• **WORK REQUEST**
When a line in the entries below contains "theme", tally it; give the tally with nothing added.
↓
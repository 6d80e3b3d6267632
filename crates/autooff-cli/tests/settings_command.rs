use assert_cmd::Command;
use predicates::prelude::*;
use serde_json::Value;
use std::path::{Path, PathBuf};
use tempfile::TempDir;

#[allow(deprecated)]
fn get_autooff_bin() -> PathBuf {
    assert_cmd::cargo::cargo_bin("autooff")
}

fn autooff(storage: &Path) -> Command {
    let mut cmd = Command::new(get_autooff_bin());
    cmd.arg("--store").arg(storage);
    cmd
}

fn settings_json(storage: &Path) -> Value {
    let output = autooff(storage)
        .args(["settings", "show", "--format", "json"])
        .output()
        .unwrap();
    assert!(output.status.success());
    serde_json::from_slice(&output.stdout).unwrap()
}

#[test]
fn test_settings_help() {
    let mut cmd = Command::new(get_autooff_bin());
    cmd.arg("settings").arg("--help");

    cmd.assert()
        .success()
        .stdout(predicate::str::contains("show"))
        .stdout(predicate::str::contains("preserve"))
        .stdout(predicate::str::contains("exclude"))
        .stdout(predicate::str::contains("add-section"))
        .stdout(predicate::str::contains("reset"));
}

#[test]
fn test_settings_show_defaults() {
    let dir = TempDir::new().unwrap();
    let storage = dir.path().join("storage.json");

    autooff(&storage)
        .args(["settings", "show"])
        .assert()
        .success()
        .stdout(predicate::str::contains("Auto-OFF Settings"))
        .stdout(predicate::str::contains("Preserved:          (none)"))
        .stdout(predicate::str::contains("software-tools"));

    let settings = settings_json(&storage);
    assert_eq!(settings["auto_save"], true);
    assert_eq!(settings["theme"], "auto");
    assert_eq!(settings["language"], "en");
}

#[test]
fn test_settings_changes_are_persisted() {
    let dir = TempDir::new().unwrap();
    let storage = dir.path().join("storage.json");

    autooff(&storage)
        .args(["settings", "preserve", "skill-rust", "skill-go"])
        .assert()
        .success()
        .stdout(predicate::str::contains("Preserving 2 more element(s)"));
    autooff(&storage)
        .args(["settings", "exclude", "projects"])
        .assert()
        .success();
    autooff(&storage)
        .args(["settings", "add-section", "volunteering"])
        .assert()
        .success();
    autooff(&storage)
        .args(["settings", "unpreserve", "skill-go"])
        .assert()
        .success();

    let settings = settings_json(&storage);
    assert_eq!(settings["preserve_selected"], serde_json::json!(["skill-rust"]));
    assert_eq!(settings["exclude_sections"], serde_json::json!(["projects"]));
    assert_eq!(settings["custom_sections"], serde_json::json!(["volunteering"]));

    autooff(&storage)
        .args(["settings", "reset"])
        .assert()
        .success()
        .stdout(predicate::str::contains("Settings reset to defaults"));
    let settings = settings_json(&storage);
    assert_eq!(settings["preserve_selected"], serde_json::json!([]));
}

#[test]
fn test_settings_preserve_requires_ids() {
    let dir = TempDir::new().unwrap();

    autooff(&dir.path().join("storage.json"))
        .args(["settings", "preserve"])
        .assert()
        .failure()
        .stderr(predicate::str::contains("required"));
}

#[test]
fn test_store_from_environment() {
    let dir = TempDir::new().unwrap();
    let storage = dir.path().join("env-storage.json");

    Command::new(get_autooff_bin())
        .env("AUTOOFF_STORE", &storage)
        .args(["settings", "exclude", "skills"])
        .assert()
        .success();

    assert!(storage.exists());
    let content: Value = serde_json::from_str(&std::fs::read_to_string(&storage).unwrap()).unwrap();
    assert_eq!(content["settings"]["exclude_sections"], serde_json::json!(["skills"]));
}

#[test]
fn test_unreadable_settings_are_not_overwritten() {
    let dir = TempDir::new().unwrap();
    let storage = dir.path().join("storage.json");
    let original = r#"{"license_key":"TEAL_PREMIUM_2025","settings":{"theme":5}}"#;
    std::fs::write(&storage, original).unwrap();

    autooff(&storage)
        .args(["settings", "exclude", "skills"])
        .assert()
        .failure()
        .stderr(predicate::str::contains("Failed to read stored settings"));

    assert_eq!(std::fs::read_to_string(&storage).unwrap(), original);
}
↑
↓
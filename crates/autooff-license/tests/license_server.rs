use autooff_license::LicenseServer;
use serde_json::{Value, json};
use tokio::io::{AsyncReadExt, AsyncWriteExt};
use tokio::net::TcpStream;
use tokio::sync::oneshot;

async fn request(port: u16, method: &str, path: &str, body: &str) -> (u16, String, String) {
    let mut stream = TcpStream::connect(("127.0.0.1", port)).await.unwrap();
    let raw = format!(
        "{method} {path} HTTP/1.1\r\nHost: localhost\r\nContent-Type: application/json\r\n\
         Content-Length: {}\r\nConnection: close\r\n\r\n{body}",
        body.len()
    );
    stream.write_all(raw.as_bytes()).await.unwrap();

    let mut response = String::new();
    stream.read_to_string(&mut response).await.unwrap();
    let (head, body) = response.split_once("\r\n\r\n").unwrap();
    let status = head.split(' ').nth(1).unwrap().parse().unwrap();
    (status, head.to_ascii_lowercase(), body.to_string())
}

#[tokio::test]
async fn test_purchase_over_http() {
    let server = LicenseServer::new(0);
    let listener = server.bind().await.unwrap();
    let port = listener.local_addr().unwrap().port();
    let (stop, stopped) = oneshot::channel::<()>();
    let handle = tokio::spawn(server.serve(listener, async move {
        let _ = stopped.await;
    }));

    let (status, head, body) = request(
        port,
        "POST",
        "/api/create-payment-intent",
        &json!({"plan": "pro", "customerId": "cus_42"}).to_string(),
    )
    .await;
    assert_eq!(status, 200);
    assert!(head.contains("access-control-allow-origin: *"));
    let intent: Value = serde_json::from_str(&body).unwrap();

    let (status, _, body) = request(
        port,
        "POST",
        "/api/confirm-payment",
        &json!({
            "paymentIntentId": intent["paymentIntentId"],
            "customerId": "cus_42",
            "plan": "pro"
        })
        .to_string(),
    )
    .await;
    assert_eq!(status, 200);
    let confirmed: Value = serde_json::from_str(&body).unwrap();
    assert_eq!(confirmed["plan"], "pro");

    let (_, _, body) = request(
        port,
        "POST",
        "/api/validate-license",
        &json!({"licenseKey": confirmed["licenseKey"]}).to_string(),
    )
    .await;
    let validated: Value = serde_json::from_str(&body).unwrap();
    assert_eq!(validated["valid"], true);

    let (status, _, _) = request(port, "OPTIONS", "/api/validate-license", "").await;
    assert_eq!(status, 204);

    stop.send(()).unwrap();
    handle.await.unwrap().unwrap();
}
↑
↓
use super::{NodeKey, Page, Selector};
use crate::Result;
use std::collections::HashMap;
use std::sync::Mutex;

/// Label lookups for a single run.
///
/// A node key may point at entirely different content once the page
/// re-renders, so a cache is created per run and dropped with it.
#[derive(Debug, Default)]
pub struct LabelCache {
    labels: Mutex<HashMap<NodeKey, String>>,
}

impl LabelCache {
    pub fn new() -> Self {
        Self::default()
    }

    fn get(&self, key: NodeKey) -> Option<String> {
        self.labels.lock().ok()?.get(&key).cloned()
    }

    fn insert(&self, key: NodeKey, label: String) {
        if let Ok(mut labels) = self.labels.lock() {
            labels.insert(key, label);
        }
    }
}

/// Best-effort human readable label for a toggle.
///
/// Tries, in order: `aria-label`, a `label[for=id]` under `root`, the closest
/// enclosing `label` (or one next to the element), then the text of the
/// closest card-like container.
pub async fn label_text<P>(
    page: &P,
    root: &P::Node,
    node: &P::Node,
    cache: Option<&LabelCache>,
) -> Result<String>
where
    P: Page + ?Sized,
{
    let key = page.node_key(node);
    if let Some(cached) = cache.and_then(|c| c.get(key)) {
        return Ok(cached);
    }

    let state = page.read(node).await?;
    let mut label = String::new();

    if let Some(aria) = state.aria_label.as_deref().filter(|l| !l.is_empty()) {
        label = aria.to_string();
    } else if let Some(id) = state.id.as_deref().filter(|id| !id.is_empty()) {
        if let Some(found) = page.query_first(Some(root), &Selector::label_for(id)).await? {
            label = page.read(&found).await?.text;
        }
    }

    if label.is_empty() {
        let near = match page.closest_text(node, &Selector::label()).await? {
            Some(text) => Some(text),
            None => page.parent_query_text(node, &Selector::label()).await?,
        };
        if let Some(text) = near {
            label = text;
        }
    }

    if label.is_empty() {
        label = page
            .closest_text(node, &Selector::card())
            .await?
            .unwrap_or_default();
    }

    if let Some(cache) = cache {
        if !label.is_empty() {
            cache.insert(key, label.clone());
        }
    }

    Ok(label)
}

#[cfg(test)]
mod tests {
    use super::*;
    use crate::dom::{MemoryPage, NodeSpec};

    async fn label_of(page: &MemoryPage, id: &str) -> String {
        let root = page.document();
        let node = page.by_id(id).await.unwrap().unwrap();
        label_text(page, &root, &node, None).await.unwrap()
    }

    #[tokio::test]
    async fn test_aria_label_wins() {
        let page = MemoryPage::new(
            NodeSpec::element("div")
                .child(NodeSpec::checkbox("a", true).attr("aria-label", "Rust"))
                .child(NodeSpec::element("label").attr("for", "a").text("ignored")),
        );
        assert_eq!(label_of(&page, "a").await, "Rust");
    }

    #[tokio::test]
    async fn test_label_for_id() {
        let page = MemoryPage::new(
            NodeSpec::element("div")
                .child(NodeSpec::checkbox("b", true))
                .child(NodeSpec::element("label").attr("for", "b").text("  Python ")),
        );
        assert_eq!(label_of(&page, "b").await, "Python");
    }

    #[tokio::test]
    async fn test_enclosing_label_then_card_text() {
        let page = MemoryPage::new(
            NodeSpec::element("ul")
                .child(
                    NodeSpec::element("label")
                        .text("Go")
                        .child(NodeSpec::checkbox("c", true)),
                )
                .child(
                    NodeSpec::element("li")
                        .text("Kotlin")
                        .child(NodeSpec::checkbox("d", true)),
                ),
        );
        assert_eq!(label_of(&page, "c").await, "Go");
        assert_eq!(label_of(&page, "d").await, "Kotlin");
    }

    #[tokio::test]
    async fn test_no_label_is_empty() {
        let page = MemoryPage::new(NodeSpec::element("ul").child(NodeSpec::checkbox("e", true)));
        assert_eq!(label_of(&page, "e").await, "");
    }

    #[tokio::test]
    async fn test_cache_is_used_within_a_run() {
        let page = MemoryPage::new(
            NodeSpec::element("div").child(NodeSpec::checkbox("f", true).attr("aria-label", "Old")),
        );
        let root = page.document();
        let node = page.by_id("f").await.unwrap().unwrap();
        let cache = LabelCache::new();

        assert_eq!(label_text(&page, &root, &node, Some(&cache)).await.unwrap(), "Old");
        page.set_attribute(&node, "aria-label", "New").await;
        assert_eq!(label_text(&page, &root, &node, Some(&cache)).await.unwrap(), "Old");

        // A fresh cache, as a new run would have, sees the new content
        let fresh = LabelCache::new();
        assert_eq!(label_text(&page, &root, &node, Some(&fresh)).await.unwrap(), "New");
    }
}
↑
• **RESULT OF THIS TASK**
2